Stored items:
────────

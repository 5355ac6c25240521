//! # RGBA Image Objects
//!
//! The payload that lives inside the worker: an RGBA8 pixel buffer plus its
//! dimensions, and the box filter that runs over it.
//!
//! Buffers are taken by value and handed back by value. Nothing here copies the
//! caller's allocation.

use thiserror::Error;

/// Bytes per pixel.
pub const CHANNELS: usize = 4;

#[derive(Debug, Clone, PartialEq, Eq, Error)]
pub enum ImageError {
    #[error("image dimensions must be non-zero, got {width}x{height}")]
    ZeroDimension { width: u32, height: u32 },
    #[error("buffer holds {actual} bytes, a {width}x{height} RGBA image needs {expected}")]
    SizeMismatch {
        width: u32,
        height: u32,
        expected: usize,
        actual: usize,
    },
    #[error("a {width}x{height} RGBA image does not fit in memory")]
    Overflow { width: u32, height: u32 },
}

/// Byte length of a `width` x `height` RGBA8 buffer.
pub fn buffer_len(width: u32, height: u32) -> Result<usize, ImageError> {
    if width == 0 || height == 0 {
        return Err(ImageError::ZeroDimension { width, height });
    }
    (width as usize)
        .checked_mul(height as usize)
        .and_then(|pixels| pixels.checked_mul(CHANNELS))
        .ok_or(ImageError::Overflow { width, height })
}

pub struct ImageObject {
    width: u32,
    height: u32,
    data: Vec<u8>,
    // second buffer for filter passes, allocated on first use
    scratch: Vec<u8>,
}

impl ImageObject {
    pub fn new(width: u32, height: u32, data: Vec<u8>) -> Result<Self, ImageError> {
        let expected = buffer_len(width, height)?;
        if data.len() != expected {
            return Err(ImageError::SizeMismatch {
                width,
                height,
                expected,
                actual: data.len(),
            });
        }

        Ok(Self {
            width,
            height,
            data,
            scratch: Vec::new(),
        })
    }

    pub fn width(&self) -> u32 {
        self.width
    }

    pub fn height(&self) -> u32 {
        self.height
    }

    pub fn data(&self) -> &[u8] {
        &self.data
    }

    /// One 3x3 box-average pass over the RGB channels.
    ///
    /// Neighbours outside the image are clamped to the nearest edge pixel.
    /// Alpha is written as fully opaque.
    pub fn average_pass(&mut self) {
        let w = self.width as usize;
        let h = self.height as usize;
        if self.scratch.len() != self.data.len() {
            self.scratch.resize(self.data.len(), 0);
        }

        let src = &self.data;
        let dst = &mut self.scratch;
        for y in 0..h {
            let rows = [y.saturating_sub(1), y, (y + 1).min(h - 1)];
            for x in 0..w {
                let cols = [x.saturating_sub(1), x, (x + 1).min(w - 1)];

                let mut sum = [0u32; 3];
                for &ry in &rows {
                    for &cx in &cols {
                        let i = (ry * w + cx) * CHANNELS;
                        for (c, total) in sum.iter_mut().enumerate() {
                            *total += u32::from(src[i + c]);
                        }
                    }
                }

                let o = (y * w + x) * CHANNELS;
                for (c, total) in sum.iter().enumerate() {
                    dst[o + c] = ((total + 4) / 9) as u8;
                }
                dst[o + 3] = u8::MAX;
            }
        }

        std::mem::swap(&mut self.data, &mut self.scratch);
    }

    /// Runs `iterations` passes back to back.
    pub fn average_filter(&mut self, iterations: u32) {
        for _ in 0..iterations {
            self.average_pass();
        }
    }

    /// Consumes the image, returning `(width, height, buffer)`.
    pub fn into_parts(self) -> (u32, u32, Vec<u8>) {
        (self.width, self.height, self.data)
    }
}

#[cfg(test)]
mod tests {
    use super::*;

    #[test]
    fn test_rejects_zero_dimensions() {
        let err = ImageObject::new(0, 4, Vec::new()).err();
        assert_eq!(err, Some(ImageError::ZeroDimension { width: 0, height: 4 }));
    }

    #[test]
    fn test_rejects_size_mismatch() {
        let err = ImageObject::new(2, 2, vec![0; 15]).err();
        assert_eq!(
            err,
            Some(ImageError::SizeMismatch {
                width: 2,
                height: 2,
                expected: 16,
                actual: 15,
            })
        );
    }

    #[test]
    fn test_rejects_overflowing_dimensions() {
        assert_eq!(
            buffer_len(u32::MAX, u32::MAX),
            Err(ImageError::Overflow { width: u32::MAX, height: u32::MAX })
        );
    }

    #[test]
    fn test_zero_image_becomes_opaque() {
        let mut image = ImageObject::new(4, 4, vec![0; 64]).unwrap();
        image.average_pass();

        for pixel in image.data().chunks_exact(CHANNELS) {
            assert_eq!(pixel, &[0, 0, 0, 255]);
        }
    }

    #[test]
    fn test_single_bright_pixel_spreads_evenly() {
        // in a 3x3 image every pixel's clamped window holds the centre exactly once
        let mut data = vec![0; 36];
        data[4 * CHANNELS] = 90;
        let mut image = ImageObject::new(3, 3, data).unwrap();
        image.average_pass();

        for pixel in image.data().chunks_exact(CHANNELS) {
            assert_eq!(pixel, &[10, 0, 0, 255]);
        }
    }

    #[test]
    fn test_uniform_color_is_stable() {
        let data: Vec<u8> = [12, 200, 77, 0].repeat(5 * 3);
        let mut image = ImageObject::new(5, 3, data).unwrap();
        image.average_filter(7);

        for pixel in image.data().chunks_exact(CHANNELS) {
            assert_eq!(pixel, &[12, 200, 77, 255]);
        }
    }

    #[test]
    fn test_zero_iterations_leaves_buffer_untouched() {
        let data: Vec<u8> = (0..32).collect();
        let ptr = data.as_ptr();
        let mut image = ImageObject::new(4, 2, data).unwrap();
        image.average_filter(0);
        assert_eq!((image.width(), image.height()), (4, 2));

        let (w, h, back) = image.into_parts();
        assert_eq!((w, h), (4, 2));
        assert_eq!(back, (0..32).collect::<Vec<u8>>());
        assert_eq!(back.as_ptr(), ptr);
    }
}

────────

WHAT IS BEING ASKED: The first line of the records begins the span, and the line containing "RGBA image does" ends it. Reproduce that span exactly, both ends included.

THE ANSWER:
repository 5355ac6c25240521
//! # RGBA Image Objects
//!
//! The payload that lives inside the worker: an RGBA8 pixel buffer plus its
//! dimensions, and the box filter that runs over it.
//!
//! Buffers are taken by value and handed back by value. Nothing here copies the
//! caller's allocation.

use thiserror::Error;

/// Bytes per pixel.
pub const CHANNELS: usize = 4;

#[derive(Debug, Clone, PartialEq, Eq, Error)]
pub enum ImageError {
    #[error("image dimensions must be non-zero, got {width}x{height}")]
    ZeroDimension { width: u32, height: u32 },
    #[error("buffer holds {actual} bytes, a {width}x{height} RGBA image needs {expected}")]
    SizeMismatch {
        width: u32,
        height: u32,
        expected: usize,
        actual: usize,
    },
    #[error("a {width}x{height} RGBA image does not fit in memory")]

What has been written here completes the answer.